What I got instead was a modern day resurrection of Frank Sinatra, crooning to arrangements from the likes of Nelson Riddle and Billy May among others. Not at all expected- but totally awesome nonetheless. There are connections between MacFarlane and Sinatra, such as their mutual passion for performing with an orchestra behind them. Not to mention the fact that Macfarlane has become good friends with Frank Sinatra Jr., who guest starred and sung with Brian on a Family Guy episode. Also, Seth’s bass player did the opening baseline in Nancy Sinatra’s “These Boots Are Made for Walking”.
One thing that can be said for Seth Macfarlane- he’s got range. From an old soul singing somewhat obscure charts from yesteryear to creator, animator, writer and voice man for Family Guy to producing “Cosmos”- one of the finest astronomy programs of all time, he can do it all. This guy must have a sore neck from wearing so many hats.
But more about the concert… Backed up by the virtually flawless Ravinia Festival Orchestra (including his own conductor, bass player and pianist) with excellent lighting work and near perfect acoustics, MacFarlane took the crowd into a musical time machine pre 1960’s. Some of the charts were unfamiliar to me but were still thoroughly enjoyable.

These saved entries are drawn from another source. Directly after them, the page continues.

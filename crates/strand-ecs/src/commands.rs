use std::any::type_name;

use crate::builtins::EntityId;
use crate::entity::Entity;
use crate::error::{EcsError, EcsResult};
use crate::query::ComponentSet;
use crate::registry::ComponentId;
use crate::slots::SlotView;
use crate::system::{ParamBinding, SystemBuilder, SystemParam};
use crate::world::World;

/// Structural changes waiting for the next flush.
pub(crate) enum Command {
    /// Newly spawned rows become visible to queries.
    Insert {
        component: ComponentId,
        entities: Vec<Entity>,
        slots: SlotView,
    },
    /// Entities leave every pool and their ids are freed.
    Despawn(Vec<Entity>),
}

/// System parameter for spawning and despawning entities.
///
/// Spawned rows are allocated and writable immediately, but queries only see
/// them (and despawned entities only disappear) once the commands are
/// flushed, which the app does after every system invocation.
#[derive(Clone)]
pub struct Commands {
    world: World,
}

impl Commands {
    pub fn new(world: World) -> Self {
        Self { world }
    }

    /// Spawn `num` entities holding every component of `S` and return views
    /// over exactly the new rows, for initialization.
    ///
    /// Fails without allocating anything if any pool, or the entity id
    /// space, lacks room for `num` more rows.
    pub fn spawn<S: ComponentSet>(&self, num: usize) -> EcsResult<S> {
        let slots = self.world.spawn_rows(&S::components(), num)?;
        S::from_slots(&self.world, &slots)
    }

    /// Despawn the entities viewed by `entities`.
    pub fn despawn(&self, entities: &EntityId) {
        self.despawn_ids(entities.ids());
    }

    /// Despawn entities by raw id.
    pub fn despawn_ids(&self, entities: impl IntoIterator<Item = Entity>) {
        self.world.queue(Command::Despawn(entities.into_iter().collect()));
    }
}

impl SystemParam for Commands {
    fn bind(_builder: &mut SystemBuilder<'_>) -> EcsResult<ParamBinding> {
        Ok(ParamBinding::Commands)
    }

    fn fetch(world: &World, binding: &ParamBinding) -> EcsResult<Self> {
        match binding {
            ParamBinding::Commands => Ok(Commands::new(world.clone())),
            _ => Err(EcsError::SystemNotInitialized(type_name::<Self>().to_string())),
        }
    }
}

#[cfg(test)]
mod tests {
    use super::*;
    use crate::component::Component;
    use crate::field::Field;
    use crate::slots::Key;

    crate::component! {
        struct Position {
            x: Field<f32>,
        }
    }

    crate::component! {
        struct Tag {
            value: Field<u8> = 1,
        }
    }

    fn world() -> World {
        let world = World::with_capacity(5);
        world.add_pool(Position::create_pool(5));
        world.add_pool(Tag::create_pool(3));
        world
    }

    fn live_ids(world: &World) -> Vec<u32> {
        let mut ids = world.view::<EntityId>().unwrap().ids();
        ids.sort_unstable();
        ids
    }

    #[test]
    fn despawned_ids_are_reused() {
        let world = world();
        let commands = Commands::new(world.clone());
        let position = commands.spawn::<Position>(5).unwrap();
        position.x.fill(&[0.0, 1.0, 2.0, 3.0, 4.0]).unwrap();
        world.flush_commands();

        let (entity, position) = world.view::<(EntityId, Position)>().unwrap();
        let doomed = entity
            .index(&Key::Mask(position.x.mask(|&x| x < 3.0)))
            .unwrap();
        commands.despawn(&doomed);
        world.flush_commands();
        assert_eq!(live_ids(&world), vec![3, 4]);
        assert_eq!(world.entity_count(), 2);

        commands.spawn::<Position>(3).unwrap();
        world.flush_commands();
        assert_eq!(live_ids(&world), vec![0, 1, 2, 3, 4]);
    }

    #[test]
    fn spawn_is_all_or_nothing() {
        let world = world();
        let commands = Commands::new(world.clone());
        let result = commands.spawn::<(Position, Tag)>(4);
        assert!(matches!(
            result,
            Err(EcsError::CapacityExceeded { requested: 4, capacity: 3, .. })
        ));
        assert_eq!(world.entity_count(), 0);
        assert!(world.pool::<Position>().unwrap().is_empty());

        let (_, tag) = commands.spawn::<(Position, Tag)>(3).unwrap();
        assert_eq!(tag.value.to_vec(), vec![1, 1, 1]);
    }

    #[test]
    fn despawn_of_dead_entity_is_ignored() {
        let world = world();
        let commands = Commands::new(world.clone());
        commands.spawn::<Position>(2).unwrap();
        world.flush_commands();
        commands.despawn_ids([1, 1, 4]);
        world.flush_commands();
        assert_eq!(live_ids(&world), vec![0]);
        assert_eq!(world.pool::<Position>().unwrap().len(), 1);
    }

    #[test]
    fn spawn_then_despawn_before_flush() {
        let world = world();
        let commands = Commands::new(world.clone());
        commands.spawn::<Tag>(1).unwrap();
        commands.despawn_ids([0]);
        world.flush_commands();
        assert_eq!(world.entity_count(), 0);
        assert!(world.pool::<Tag>().unwrap().is_empty());
    }
}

He sang about 15 songs, interjecting his brand of irreverant humor between songs. His smooth, velvety baritone vocal chords showed some real polish and shine, successfully capturing the essence of each piece. From “Old Man River” to “Via Veneto” to “I’ll Only Miss Her When I Think of Her”, it’s apparent that he was raised on this type of music. His sincere love of orchestral music reveals itself in each and every phrase of every song. All in all, not bad for the guy that invented the phrase “Giggity Giggity Goo”.